DOJ’s limited prior enforcement efforts in employment markets
Historically, the DOJ’s most notable prior challenge to employer-imposed restraints was its 2010 civil complaint attacking various bilateral Silicon Valley agreements among Adobe, Apple, Google, Intuit and Pixar. The complaint alleged that the defendants had agreed not to solicit each other’s “specialized computer engineers and scientists” and that these agreements “were created and enforced by senior executives of each company”. The result was a proposed settlement that the DOJ explained:
more broadly prohibits the companies from entering, maintaining, or enforcing any agreement that in any way that prevents any person from soliciting, cold calling, recruiting or otherwise competing for employees.
More recently, the DOJ challenged a no-poach agreement among two large rail airbrake manufacturers in a 2018 civil action.
Criminal indictments do not just appear out of thin air. Nearly all of them originate with a complainant or an informant. By bringing the Jindal and Surgical Care indictments, the DOJ has highlighted its interest in wage-fixing and no-poaching agreement criminal enforcement. Therefore, the DOJ is more likely to receive:
- complaints from aggrieved workers; and
- amnesty applications from uneasy co-conspirators.
The DOJ and the FTC also coordinate on new investigations to avoid overlaps and the DOJ may take a more active interest in exercising its criminal powers against suspected employer conspiracies that either agency otherwise surfaces.

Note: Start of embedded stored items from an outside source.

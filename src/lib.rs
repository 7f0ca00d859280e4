//! Hex Fit - A hexagonal block-placement puzzle
//!
//! Core modules:
//! - `sim`: Deterministic puzzle engine (board, pieces, placement, line clears, levels)
//! - `renderer`: Draw-list builder that only reads engine state
//! - `config`: Engine configuration passed in by the host

pub mod config;
pub mod renderer;
pub mod sim;

pub use config::{ConfigError, EngineConfig, TrayRefill};

/// Game configuration constants
pub mod consts {
    /// Number of concurrent tray slots
    pub const TRAY_SLOTS: usize = 3;
    /// Largest piece in the catalog (cells)
    pub const MAX_PIECE_CELLS: usize = 4;

    /// √3, used by the pointy-top hex layout
    pub const SQRT_3: f32 = 1.732_050_8;

    /// Timer cadence expected from the host (seconds per tick)
    pub const TIMER_TICK_SECS: f32 = 1.0;
}
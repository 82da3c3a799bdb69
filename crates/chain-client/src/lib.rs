//! One client per `(chain, variant)` for Bitcoin, ZCash and Bitcoin Cash.
//!
//! [`ChainClient`] ties the pure transaction machinery in `utxo_core` to the
//! gateway and fee oracle in `gateway`. Transactions are verified locally
//! before every broadcast.

pub mod client;
pub mod error;

pub use client::ChainClient;
pub use error::ClientError;
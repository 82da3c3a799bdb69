use std::fmt;
use std::str::FromStr;

use crate::amount::Amount;
use crate::error::CoreError;

/// Smallest output value worth creating, shared by every supported chain.
pub const DUST: Amount = Amount::from_sat(600);

/// UTXO ledgers supported by the client.
#[derive(Debug, Clone, Copy, PartialEq, Eq, Hash)]
pub enum Chain {
    Bitcoin,
    ZCash,
    BitcoinCash,
}

impl Chain {
    /// Short code used in gateway paths.
    pub fn code(self) -> &'static str {
        match self {
            Chain::Bitcoin => "btc",
            Chain::ZCash => "zec",
            Chain::BitcoinCash => "bch",
        }
    }
}

impl fmt::Display for Chain {
    fn fmt(&self, f: &mut fmt::Formatter<'_>) -> fmt::Result {
        f.write_str(self.code())
    }
}

impl FromStr for Chain {
    type Err = CoreError;

    fn from_str(s: &str) -> Result<Self, Self::Err> {
        match s.to_lowercase().as_str() {
            "btc" | "bitcoin" => Ok(Chain::Bitcoin),
            "zec" | "zcash" => Ok(Chain::ZCash),
            "bch" | "bitcoincash" => Ok(Chain::BitcoinCash),
            _ => Err(CoreError::UnknownChain(s.to_string())),
        }
    }
}

/// Deployment of a chain.
#[derive(Debug, Clone, Copy, PartialEq, Eq, Hash)]
pub enum Variant {
    Mainnet,
    Testnet,
    Localnet,
}

impl fmt::Display for Variant {
    fn fmt(&self, f: &mut fmt::Formatter<'_>) -> fmt::Result {
        match self {
            Variant::Mainnet => write!(f, "mainnet"),
            Variant::Testnet => write!(f, "testnet"),
            Variant::Localnet => write!(f, "localnet"),
        }
    }
}

impl FromStr for Variant {
    type Err = CoreError;

    fn from_str(s: &str) -> Result<Self, Self::Err> {
        match s.to_lowercase().as_str() {
            "mainnet" => Ok(Variant::Mainnet),
            "testnet" | "testnet3" => Ok(Variant::Testnet),
            "localnet" | "regtest" => Ok(Variant::Localnet),
            _ => Err(CoreError::UnknownNetwork(s.to_string())),
        }
    }
}

/// Which script checks a chain's transactions get before broadcast.
#[derive(Debug, Clone, Copy, PartialEq, Eq)]
pub enum ScriptRules {
    /// Run the script engine with the standard verification flags.
    Standard,
    /// No local script model; verification reports success without executing.
    Unchecked,
}

/// Constants for one `(chain, variant)` pair.
#[derive(Debug)]
pub struct NetworkParams {
    pub chain: Chain,
    pub variant: Variant,
    /// Base58check version prefix for pay-to-key-hash addresses.
    pub p2pkh_prefix: &'static [u8],
    /// Base58check version prefix for pay-to-script-hash addresses.
    pub p2sh_prefix: &'static [u8],
    pub dust: Amount,
    pub script_rules: ScriptRules,
    /// Network used for bech32 segwit addresses; `None` where segwit is unavailable.
    pub segwit: Option<bitcoin::Network>,
    /// Consensus branch id committed to by ZCash v5 transactions.
    pub consensus_branch_id: Option<u32>,
}

impl NetworkParams {
    pub fn supports_segwit(&self) -> bool {
        self.segwit.is_some()
    }
}

const fn params(
    chain: Chain,
    variant: Variant,
    p2pkh_prefix: &'static [u8],
    p2sh_prefix: &'static [u8],
    script_rules: ScriptRules,
    segwit: Option<bitcoin::Network>,
    consensus_branch_id: Option<u32>,
) -> NetworkParams {
    NetworkParams {
        chain,
        variant,
        p2pkh_prefix,
        p2sh_prefix,
        dust: DUST,
        script_rules,
        segwit,
        consensus_branch_id,
    }
}

/// NU6.1, active on ZCash mainnet and testnet.
const ZEC_BRANCH_ID: u32 = 0x4DEC_4DF0;

static NETWORKS: [NetworkParams; 9] = [
    params(
        Chain::Bitcoin,
        Variant::Mainnet,
        &[0x00],
        &[0x05],
        ScriptRules::Standard,
        Some(bitcoin::Network::Bitcoin),
        None,
    ),
    params(
        Chain::Bitcoin,
        Variant::Testnet,
        &[0x6f],
        &[0xc4],
        ScriptRules::Standard,
        Some(bitcoin::Network::Testnet),
        None,
    ),
    params(
        Chain::Bitcoin,
        Variant::Localnet,
        &[0x6f],
        &[0xc4],
        ScriptRules::Standard,
        Some(bitcoin::Network::Regtest),
        None,
    ),
    params(
        Chain::ZCash,
        Variant::Mainnet,
        &[0x1c, 0xb8],
        &[0x1c, 0xbd],
        ScriptRules::Unchecked,
        None,
        Some(ZEC_BRANCH_ID),
    ),
    params(
        Chain::ZCash,
        Variant::Testnet,
        &[0x1d, 0x25],
        &[0x1c, 0xba],
        ScriptRules::Unchecked,
        None,
        Some(ZEC_BRANCH_ID),
    ),
    params(
        Chain::ZCash,
        Variant::Localnet,
        &[0x1d, 0x25],
        &[0x1c, 0xba],
        ScriptRules::Unchecked,
        None,
        Some(ZEC_BRANCH_ID),
    ),
    params(
        Chain::BitcoinCash,
        Variant::Mainnet,
        &[0x00],
        &[0x05],
        ScriptRules::Unchecked,
        None,
        None,
    ),
    params(
        Chain::BitcoinCash,
        Variant::Testnet,
        &[0x6f],
        &[0xc4],
        ScriptRules::Unchecked,
        None,
        None,
    ),
    params(
        Chain::BitcoinCash,
        Variant::Localnet,
        &[0x6f],
        &[0xc4],
        ScriptRules::Unchecked,
        None,
        None,
    ),
];

/// A validated `(chain, variant)` pair.
///
/// Only obtainable through [`Network::new`] (or parsing), so every value
/// carries a parameter set from the table above.
#[derive(Clone, Copy)]
pub struct Network {
    params: &'static NetworkParams,
}

impl Network {
    pub fn new(chain: Chain, variant: Variant) -> Result<Self, CoreError> {
        NETWORKS
            .iter()
            .find(|p| p.chain == chain && p.variant == variant)
            .map(|params| Network { params })
            .ok_or_else(|| CoreError::UnknownNetwork(format!("{chain}/{variant}")))
    }

    /// Parse a network from its chain and variant names, e.g. `("btc", "testnet")`.
    pub fn from_names(chain: &str, variant: &str) -> Result<Self, CoreError> {
        Network::new(chain.parse()?, variant.parse()?)
    }

    /// Every supported network, in table order.
    pub fn all() -> impl Iterator<Item = Network> {
        NETWORKS.iter().map(|params| Network { params })
    }

    pub fn chain(self) -> Chain {
        self.params.chain
    }

    pub fn variant(self) -> Variant {
        self.params.variant
    }

    pub fn params(self) -> &'static NetworkParams {
        self.params
    }

    pub fn dust(self) -> Amount {
        self.params.dust
    }
}

impl PartialEq for Network {
    fn eq(&self, other: &Self) -> bool {
        self.chain() == other.chain() && self.variant() == other.variant()
    }
}

impl Eq for Network {}

impl fmt::Debug for Network {
    fn fmt(&self, f: &mut fmt::Formatter<'_>) -> fmt::Result {
        write!(f, "Network({self})")
    }
}

impl fmt::Display for Network {
    fn fmt(&self, f: &mut fmt::Formatter<'_>) -> fmt::Result {
        write!(f, "{}/{}", self.chain(), self.variant())
    }
}

#[cfg(test)]
mod tests {
    use super::*;

    #[test]
    fn every_pair_is_in_the_table() {
        for chain in [Chain::Bitcoin, Chain::ZCash, Chain::BitcoinCash] {
            for variant in [Variant::Mainnet, Variant::Testnet, Variant::Localnet] {
                let network = Network::new(chain, variant).unwrap();
                assert_eq!(network.chain(), chain);
                assert_eq!(network.variant(), variant);
            }
        }
        assert_eq!(Network::all().count(), 9);
    }

    #[test]
    fn dust_is_600_everywhere() {
        for network in Network::all() {
            assert_eq!(network.dust(), Amount::from_sat(600));
        }
    }

    #[test]
    fn only_bitcoin_supports_segwit() {
        for network in Network::all() {
            assert_eq!(
                network.params().supports_segwit(),
                network.chain() == Chain::Bitcoin,
                "{network}"
            );
        }
    }

    #[test]
    fn only_bitcoin_runs_the_script_engine() {
        for network in Network::all() {
            let expected = if network.chain() == Chain::Bitcoin {
                ScriptRules::Standard
            } else {
                ScriptRules::Unchecked
            };
            assert_eq!(network.params().script_rules, expected);
        }
    }

    #[test]
    fn only_zcash_has_a_branch_id() {
        for network in Network::all() {
            let branch_id = network.params().consensus_branch_id;
            match network.chain() {
                Chain::ZCash => assert_eq!(branch_id, Some(0x4DEC_4DF0), "{network}"),
                _ => assert_eq!(branch_id, None, "{network}"),
            }
        }
    }

    #[test]
    fn parse_names() {
        let network = Network::from_names("btc", "testnet3").unwrap();
        assert_eq!(network.chain(), Chain::Bitcoin);
        assert_eq!(network.variant(), Variant::Testnet);

        let network = Network::from_names("ZCash", "regtest").unwrap();
        assert_eq!(network.chain(), Chain::ZCash);
        assert_eq!(network.variant(), Variant::Localnet);
    }

    #[test]
    fn unknown_chain_is_an_error() {
        let err = Network::from_names("doge", "mainnet").unwrap_err();
        assert_eq!(err, CoreError::UnknownChain("doge".into()));
    }

    #[test]
    fn unknown_variant_is_an_error() {
        let err = Network::from_names("bch", "signet").unwrap_err();
        assert_eq!(err, CoreError::UnknownNetwork("signet".into()));
    }

    #[test]
    fn display_names() {
        let network = Network::new(Chain::BitcoinCash, Variant::Localnet).unwrap();
        assert_eq!(network.to_string(), "bch/localnet");
    }
}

The way in which amnesty works is both simple and effective. When a lawyer or client finds that their company is engaged in an undisclosed conspiracy, the company may obtain a complete pass from criminal liability and a more limited damages exposure if it goes to the DOJ and names its co-conspirators. This works. The amnesty program has apparently become the DOJ’s major source of antitrust indictments and plea bargains involving cartels large and small. However, a potential amnesty applicant has no incentive to report others to the DOJ unless it has some fear of being prosecuted itself – otherwise, silence is a safer course.
In announcing the Jindal indictment, the departing Assistant Attorney General for Antitrust Makan Delrahim offered a broad message:
The charges announced today are an important step in rooting out and deterring employer collusion that cheats American workers – especially health care workers – of free market opportunities and compensation… Employers who conspire to fix wages of workers or restrict their mobility by allocating labor markets will be prosecuted to the fullest extent of the law.
This seems a message that the incoming Biden administration will warmly embrace – to the extent that it can find – more cases under its amnesty program or otherwise. Protecting workers’ wages is a politically attractive area to make a visible enforcement effort and the DOJ has strong criminal weapons which the FTC lacks.
In sum, the otherwise minor Jindal indictment may become an enforcement landmark rather than a one-off exception. Having escalated employer restraints into the criminal arena, the DOJ should become a source of antitrust concern among well-counseled employers of non-unionized workers. They must be more careful than ever to avoid anything that could be deemed to be a horizontal agreement to restrict wage levels or employee mobility for new or current employees.